> **EXERCISE BRIEF**
Find every line in the records below that contains "InvalidAddress", and copy it.

Stored items:

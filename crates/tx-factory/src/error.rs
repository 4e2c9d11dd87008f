//! Error types for the transaction factory.
//!
//! This module provides a unified error type [`TxError`] covering every
//! failure the factory surfaces, plus [`TransportError`] for failures of the
//! network collaborators (account lookup and simulation).

use std::fmt;
use thiserror::Error;

/// A specialized Result type for transaction factory operations.
pub type TxResult<T> = Result<T, TxError>;

/// The main error type for the transaction factory.
///
/// Errors are surfaced to the caller unmodified: the factory never retries.
#[derive(Error, Debug)]
pub enum TxError {
    /// Caller-supplied configuration violates an invariant
    #[error("Configuration error: {0}")]
    Config(String),

    /// The account resolver failed to return account number and sequence
    #[error("Account lookup failed for {address}: {source}")]
    AccountLookup {
        /// The address that was looked up
        address: String,
        /// The underlying transport failure
        #[source]
        source: TransportError,
    },

    /// The simulation round-trip failed
    #[error("Simulation failed: {0}")]
    Simulation(#[source] TransportError),

    /// A network operation was attempted while offline
    #[error("Cannot {0} in offline mode")]
    Offline(&'static str),

    /// The keystore has no key for the given name or address
    #[error("Key not found: {0}")]
    KeyNotFound(String),

    /// The keystore failed to produce a signature
    #[error("Signing failed for {name}: {reason}")]
    Signing {
        /// Key name
        name: String,
        /// Failure reason reported by the keystore
        reason: String,
    },

    /// A signature is already present and overwrite was not requested
    #[error("Signer {0} has already signed this transaction")]
    AlreadySigned(String),

    /// Account data for a signer other than the factory's own is missing
    #[error("Cannot resolve account data for signer {0}; populate it on the transaction first")]
    MultiSignerResolution(String),

    /// The sign mode is not enabled in the handler map
    #[error("Unsupported sign mode: {0}")]
    UnsupportedSignMode(String),

    /// Invalid coin or decimal coin
    #[error("Invalid coin: {0}")]
    InvalidCoin(String),

    /// Invalid address
    #[error("Invalid address: {0}")]
    InvalidAddress(String),

    /// Invalid public or private key material
    #[error("Invalid key: {0}")]
    InvalidKey(String),

    /// Wire or JSON encoding failed
    #[error("Encoding error: {0}")]
    Encoding(String),

    /// Any other error
    #[error("{0}")]
    Other(#[from] anyhow::Error),
}

impl TxError {
    /// Creates a new configuration error
    pub fn config<S: Into<String>>(msg: S) -> Self {
        Self::Config(msg.into())
    }

    /// Creates a new encoding error
    pub fn encoding<E: fmt::Display>(err: E) -> Self {
        Self::Encoding(err.to_string())
    }

    /// Creates a new signing error
    pub fn signing(name: impl Into<String>, reason: impl fmt::Display) -> Self {
        Self::Signing {
            name: name.into(),
            reason: reason.to_string(),
        }
    }

    /// Returns true if this error was caused by caller configuration
    pub fn is_config_error(&self) -> bool {
        matches!(self, Self::Config(_) | Self::UnsupportedSignMode(_))
    }

    /// Returns true if this error came from the network collaborators
    pub fn is_network_error(&self) -> bool {
        matches!(self, Self::AccountLookup { .. } | Self::Simulation(_))
    }

    /// Returns true if the same call might succeed when repeated later.
    ///
    /// The factory itself never retries; this is a hint for callers.
    pub fn is_retryable(&self) -> bool {
        match self {
            Self::AccountLookup { source, .. } | Self::Simulation(source) => {
                source.is_retryable()
            }
            _ => false,
        }
    }

    /// Returns the error message suitable for display to end users.
    pub fn user_message(&self) -> &'static str {
        match self {
            Self::Config(_) => "Invalid transaction configuration",
            Self::AccountLookup { .. } => "Could not fetch account information",
            Self::Simulation(_) => "Transaction simulation failed",
            Self::Offline(_) => "Operation not available in offline mode",
            Self::KeyNotFound(_) => "Key not found",
            Self::Signing { .. } => "Signing failed",
            Self::AlreadySigned(_) => "Transaction already signed",
            Self::MultiSignerResolution(_) => "Missing account data for a co-signer",
            Self::UnsupportedSignMode(_) => "Sign mode not supported",
            Self::InvalidCoin(_) => "Invalid coin amount",
            Self::InvalidAddress(_) => "Invalid address",
            Self::InvalidKey(_) => "Invalid key",
            Self::Encoding(_) => "Failed to encode transaction",
            Self::Other(_) => "An error occurred",
        }
    }
}

/// Failures of the network transport used by the account resolver and
/// the simulator.
#[derive(Error, Debug)]
pub enum TransportError {
    /// Error occurred during HTTP communication
    #[error("HTTP error: {0}")]
    Http(#[from] reqwest::Error),

    /// The node answered with a non-success status
    #[error("API error ({status_code}): {message}")]
    Api {
        /// HTTP status code
        status_code: u16,
        /// Error message from the node
        message: String,
    },

    /// The node executed the request but reported a non-zero result code
    #[error("remote error (code {code}): {log}")]
    Remote {
        /// ABCI result code
        code: u32,
        /// Raw log returned by the node
        log: String,
    },

    /// The requested resource does not exist
    #[error("not found: {0}")]
    NotFound(String),

    /// The response could not be decoded
    #[error("decode error: {0}")]
    Decode(String),

    /// Any other transport error, e.g. from a custom collaborator
    #[error("{0}")]
    Other(String),
}

impl TransportError {
    /// Returns true if this is a transient error that might succeed on retry
    pub fn is_retryable(&self) -> bool {
        match self {
            Self::Http(e) => e.is_timeout() || e.is_connect(),
            Self::Api { status_code, .. } => {
                matches!(status_code, 408 | 429 | 500 | 502 | 503 | 504)
            }
            _ => false,
        }
    }

    /// Returns true if this is a "not found" error
    pub fn is_not_found(&self) -> bool {
        matches!(
            self,
            Self::NotFound(_)
                | Self::Api {
                    status_code: 404,
                    ..
                }
        )
    }
}
//! Behavioral tests for the factory.
//!
//! These tests verify the factory's contract without a live node.

use crate::fixtures::{MockNode, TestEnv};
use tx_factory::tx::{validate_memo, AccountConfig, SignModeHandlerMap, SignerData};
use tx_factory::types::AddressCodec;
use tx_factory::{Coin, DecCoin, Msg, SignMode, TxError, TxParameters};

mod prepare_tests {
    use super::*;

    #[tokio::test]
    async fn test_prepare_with_from_address() {
        let env = TestEnv::new(MockNode::with_account(1, 0));
        let address = env.codec.string_to_bytes(&env.address("alice")).unwrap();
        let mut params = TxParameters::new("demo");
        params.account = AccountConfig::from_address(address.clone());

        let mut factory = env.factory(params);
        factory.prepare().await.unwrap();
        assert_eq!(factory.params().account.from_address, address);
        assert_eq!(factory.account_number(), 1);
    }

    #[tokio::test]
    async fn test_prepare_with_empty_params_fails() {
        let env = TestEnv::new(MockNode::with_account(1, 0));
        let mut factory = env.factory(TxParameters::default());
        let err = factory.prepare().await.unwrap_err();
        assert!(err.is_config_error());
        assert_eq!(env.node.lookups(), 0);
    }

    #[tokio::test]
    async fn test_prepare_is_idempotent() {
        let env = TestEnv::new(MockNode::with_account(5, 8));
        let mut factory = env.factory(env.params()).with_sequence(100);

        factory.prepare().await.unwrap();
        factory.prepare().await.unwrap();
        assert_eq!(factory.sequence(), 8);
        assert_eq!(env.node.lookups(), 2);
    }

    #[tokio::test]
    async fn test_prepare_unknown_account() {
        let env = TestEnv::new(MockNode::default());
        let mut factory = env.factory(env.params());
        let err = factory.prepare().await.unwrap_err();
        assert!(err.is_network_error());
        assert!(!err.is_retryable());
    }
}

mod build_tests {
    use super::*;

    #[test]
    fn test_build_unsigned_tx_table() {
        let env = TestEnv::new(MockNode::with_account(1, 0));
        let msg = env.increase_counter();

        let cases: Vec<(&str, TxParameters, bool)> = vec![
            ("valid", env.params(), true),
            (
                "missing chain id",
                TxParameters {
                    chain_id: String::new(),
                    ..env.params()
                },
                false,
            ),
            ("fees and gas prices", {
                let mut params = env.params();
                params.fee.fees = Coin::parse_list("1000stake").unwrap();
                params.gas.gas_prices = DecCoin::parse_list("0.5stake").unwrap();
                params
            }, false),
            ("oversized memo", TxParameters {
                memo: "x".repeat(257),
                ..env.params()
            }, false),
        ];

        for (name, params, ok) in cases {
            let result = env.factory(params).build_unsigned_tx(&[&msg]);
            assert_eq!(result.is_ok(), ok, "case {name}");
            if let Ok(tx) = result {
                assert!(tx.signer_infos().is_none(), "case {name}");
                assert!(tx.signatures().is_none(), "case {name}");
            }
        }
    }

    #[test]
    fn test_fee_rounds_up() {
        let env = TestEnv::new(MockNode::with_account(1, 0));
        let msg = env.increase_counter();
        let factory = env
            .factory(env.params())
            .with_gas(33_333)
            .with_gas_prices(DecCoin::parse_list("0.003stake").unwrap());

        let tx = factory.build_unsigned_tx(&[&msg]).unwrap();
        // 33_333 * 0.003 = 99.999
        assert_eq!(tx.fee_amount(), &[Coin::new(100, "stake").unwrap()]);
    }

    #[test]
    fn test_build_sim_tx() {
        let env = TestEnv::new(MockNode::with_account(1, 0));
        let msg = env.increase_counter();
        let bytes = env.factory(env.params()).build_sim_tx(&[&msg]).unwrap();
        assert!(!bytes.is_empty());

        let err = env
            .factory(env.params())
            .with_chain_id("")
            .build_sim_tx(&[&msg])
            .unwrap_err();
        assert!(err.is_config_error());
    }

    #[test]
    fn test_validate_memo() {
        assert!(validate_memo("").is_ok());
        assert!(validate_memo("11245").is_ok());
        assert!(validate_memo(&"x".repeat(257)).is_err());

        let seed_phrase = vec!["echo"; 15].join(" ");
        assert!(seed_phrase.len() < 256);
        assert!(validate_memo(&seed_phrase).is_err());
        assert!(validate_memo(&seed_phrase.to_uppercase()).is_err());

        let env = TestEnv::new(MockNode::with_account(1, 0));
        let msg = env.increase_counter();
        let factory = env.factory(env.params()).with_memo(seed_phrase);
        let err = factory.build_unsigned_tx(&[&msg]).unwrap_err();
        assert!(err.is_config_error());
    }
}

mod gas_tests {
    use super::*;

    #[tokio::test]
    async fn test_calculate_gas_offline() {
        let env = TestEnv::new(MockNode::with_account(1, 0));
        let mut params = env.params();
        params.execution.offline = true;
        let msg = env.increase_counter();

        let err = env.factory(params).calculate_gas(&[&msg]).await.unwrap_err();
        assert!(matches!(err, TxError::Offline(_)));
        assert_eq!(env.node.simulations(), 0);
    }

    #[tokio::test]
    async fn test_calculate_gas_applies_adjustment() {
        let env = TestEnv::new(MockNode::with_account(1, 0));
        let msg = env.increase_counter();
        let mut factory = env.factory(env.params()).with_gas_adjustment(1.2);

        factory.calculate_gas(&[&msg]).await.unwrap();
        // ceil(61_234 * 1.2) = ceil(73_480.8)
        assert_eq!(factory.gas(), 73_481);
    }

    #[tokio::test]
    async fn test_simulate() {
        let env = TestEnv::new(MockNode::with_account(1, 0));
        let msg = env.increase_counter();
        let factory = env.factory(env.params());

        let (response, gas_used) = factory.simulate(&[&msg]).await.unwrap();
        assert!(response.result.is_some());
        assert!(gas_used > 0);
    }
}

mod sign_tests {
    use super::*;

    #[tokio::test]
    async fn test_sign_direct() {
        let env = TestEnv::new(MockNode::with_account(1, 0));
        let msg = env.increase_counter();
        let mut factory = env.factory(env.params());
        factory.prepare().await.unwrap();

        let mut tx = factory.build_unsigned_tx(&[&msg]).unwrap();
        factory.sign(&mut tx, true).unwrap();
        assert_eq!(tx.signatures().unwrap().len(), 1);
        assert_eq!(tx.signer_infos().unwrap().len(), 1);
    }

    #[tokio::test]
    async fn test_sign_every_mode() {
        let env = TestEnv::new(MockNode::with_account(1, 0));
        let msg = env.increase_counter();

        for mode in SignMode::SUPPORTED {
            let mut factory = env.factory(env.params()).with_sign_mode(mode);
            factory.prepare().await.unwrap();
            let mut tx = factory.build_unsigned_tx(&[&msg]).unwrap();
            factory.sign(&mut tx, false).unwrap();
            assert!(tx.signers()[0].is_signed(), "mode {mode}");
        }
    }

    #[tokio::test]
    async fn test_amino_json_needs_amino_form() {
        let env = TestEnv::new(MockNode::with_account(1, 0));
        let opaque = tx_factory::tx::AnyMsg::new(
            "/cosmos.counter.v1.MsgIncreaseCounter",
            vec![],
            vec![env.address("alice")],
        );
        let mut factory = env
            .factory(env.params())
            .with_sign_mode(SignMode::LegacyAminoJson);
        factory.prepare().await.unwrap();

        let mut tx = factory.build_unsigned_tx(&[&opaque]).unwrap();
        let err = factory.sign(&mut tx, false).unwrap_err();
        assert!(matches!(err, TxError::Encoding(_)));
        assert!(tx.signer_infos().is_none());
    }

    #[tokio::test]
    async fn test_get_sign_bytes() {
        let env = TestEnv::new(MockNode::with_account(1, 0));
        let msg = env.increase_counter();
        let factory = env.factory(env.params());
        let tx = factory.build_unsigned_tx(&[&msg]).unwrap();
        let data = SignerData {
            address: env.address("alice"),
            chain_id: "demo".into(),
            account_number: 1,
            sequence: 0,
            public_key: env.keyring_public_key_any(),
        };

        let direct = factory.get_sign_bytes(&data, &tx).unwrap();
        assert!(!direct.is_empty());
        assert_eq!(direct, factory.get_sign_bytes(&data, &tx).unwrap());

        let unspecified = factory.clone().with_sign_mode(SignMode::Unspecified);
        assert!(unspecified.get_sign_bytes(&data, &tx).is_err());

        let restricted = factory
            .with_sign_mode(SignMode::Textual)
            .with_sign_modes(SignModeHandlerMap::new([SignMode::Direct]));
        assert!(matches!(
            restricted.get_sign_bytes(&data, &tx),
            Err(TxError::UnsupportedSignMode(_))
        ));
    }

    #[test]
    fn test_msg_signers_are_addresses() {
        let env = TestEnv::new(MockNode::with_account(1, 0));
        let msg = env.increase_counter();
        assert_eq!(msg.signers(), vec![env.address("alice")]);
    }
}

mod setter_tests {
    use super::*;

    #[test]
    fn test_with_setters() {
        let env = TestEnv::new(MockNode::with_account(1, 0));
        let factory = env.factory(env.params());

        let f = factory.clone().with_gas(1000);
        assert_eq!(f.gas(), 1000);
        assert_eq!(f.sequence(), factory.sequence());

        let f = factory.clone().with_sequence(10);
        assert_eq!(f.sequence(), 10);
        assert_eq!(f.gas(), factory.gas());

        let f = factory.clone().with_account_number(123);
        assert_eq!(f.account_number(), 123);
        assert_eq!(f.chain_id(), "demo");
    }
}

> **RESULT OF THIS TASK**
    InvalidAddress(String),
            Self::InvalidAddress(_) => "Invalid address",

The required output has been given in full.